Stored data
-- Opening Marker --

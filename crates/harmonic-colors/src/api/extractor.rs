//! HarmonicExtractor -- the entry point that drives both swatch passes.

use tracing::debug;

use crate::color::Rgb;
use crate::region::ImageSize;
use crate::select::{
    resolve_text_colors, select_background, BackgroundChoice, ForegroundSelector, TextColors,
};
use crate::swatch::{SwatchProvider, SwatchRequest};

use super::config::ExtractionConfig;

/// A background color with two legible, harmonic text colors.
#[derive(Debug, Clone, Copy, PartialEq, Eq)]
#[cfg_attr(feature = "serde", derive(serde::Serialize, serde::Deserialize))]
pub struct HarmonicColors {
    pub background_color: Rgb,
    /// Primary, high-emphasis text.
    pub first_foreground_color: Rgb,
    /// Secondary, lower-emphasis text.
    pub second_foreground_color: Rgb,
}

/// Derives [`HarmonicColors`] from an image through a [`SwatchProvider`].
///
/// Holds only immutable configuration; `extract()` takes `&self` and keeps
/// all intermediate state local, so one extractor can serve many images
/// concurrently.
///
/// # Example
///
/// ```
/// use harmonic_colors::{
///     contrast_ratio, HarmonicExtractor, ImageSize, Rgb, Swatch, SwatchPalette,
///     SwatchProvider, SwatchRequest,
/// };
///
/// struct Fixed(Vec<Swatch>);
///
/// impl SwatchProvider for Fixed {
///     fn image_size(&self) -> ImageSize {
///         ImageSize::new(150, 150)
///     }
///
///     fn generate(&self, request: &SwatchRequest) -> SwatchPalette {
///         SwatchPalette::filtered(self.0.clone(), &request.filters)
///     }
/// }
///
/// let image = Fixed(vec![
///     Swatch::new(Rgb::new(30, 60, 120), 15_000),
///     Swatch::new(Rgb::new(240, 200, 90), 3_000),
/// ]);
/// let colors = HarmonicExtractor::default().extract(&image);
///
/// assert_eq!(colors.background_color, Rgb::new(30, 60, 120));
/// assert!(contrast_ratio(colors.second_foreground_color, colors.background_color) >= 4.5);
/// ```
#[derive(Debug, Clone, Default)]
pub struct HarmonicExtractor {
    config: ExtractionConfig,
}

impl HarmonicExtractor {
    pub fn new(config: ExtractionConfig) -> Self {
        Self { config }
    }

    #[inline]
    pub fn config(&self) -> &ExtractionConfig {
        &self.config
    }

    /// The unfiltered background pass.
    pub fn background_request(&self, size: ImageSize) -> SwatchRequest {
        let (background, _) = self.config.regions(size);
        SwatchRequest::new(background, Some(self.config.resize_area()))
    }

    /// The foreground pass, excluding black, white and the background hue.
    pub fn foreground_request(&self, size: ImageSize, background: &BackgroundChoice) -> SwatchRequest {
        let (_, foreground) = self.config.regions(size);
        SwatchRequest {
            region: foreground,
            resize_area: Some(self.config.resize_area()),
            filters: background.foreground_filters(),
        }
    }

    /// Run the full pipeline against one image.
    pub fn extract<P: SwatchProvider + ?Sized>(&self, provider: &P) -> HarmonicColors {
        let size = provider.image_size();

        let background_palette = provider.generate(&self.background_request(size));
        let background = select_background(&background_palette);

        let foreground_request = self.foreground_request(size, &background);
        debug!(
            background = %background.color,
            excluded_hue = ?background.excluded_hue,
            region = ?foreground_request.region,
            "starting foreground pass"
        );
        let foreground_palette = provider.generate(&foreground_request);

        let base = ForegroundSelector::new(self.config.resize_area())
            .select(background.color, &foreground_palette);
        let TextColors { primary, secondary } = resolve_text_colors(background.color, base);

        HarmonicColors {
            background_color: background.color,
            first_foreground_color: primary,
            second_foreground_color: secondary,
        }
    }
}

-- Closing Marker --

_Problem details:_
Output the lines above between the one holding "let size = provider.image_size();" and the one holding "let foreground_palette = provider.generate(&foreground_request);", inclusive, with nothing before or after them.

_Task result:_
        let size = provider.image_size();

        let background_palette = provider.generate(&self.background_request(size));
        let background = select_background(&background_palette);

        let foreground_request = self.foreground_request(size, &background);
        debug!(
            background = %background.color,
            excluded_hue = ?background.excluded_hue,
            region = ?foreground_request.region,
            "starting foreground pass"
        );
        let foreground_palette = provider.generate(&foreground_request);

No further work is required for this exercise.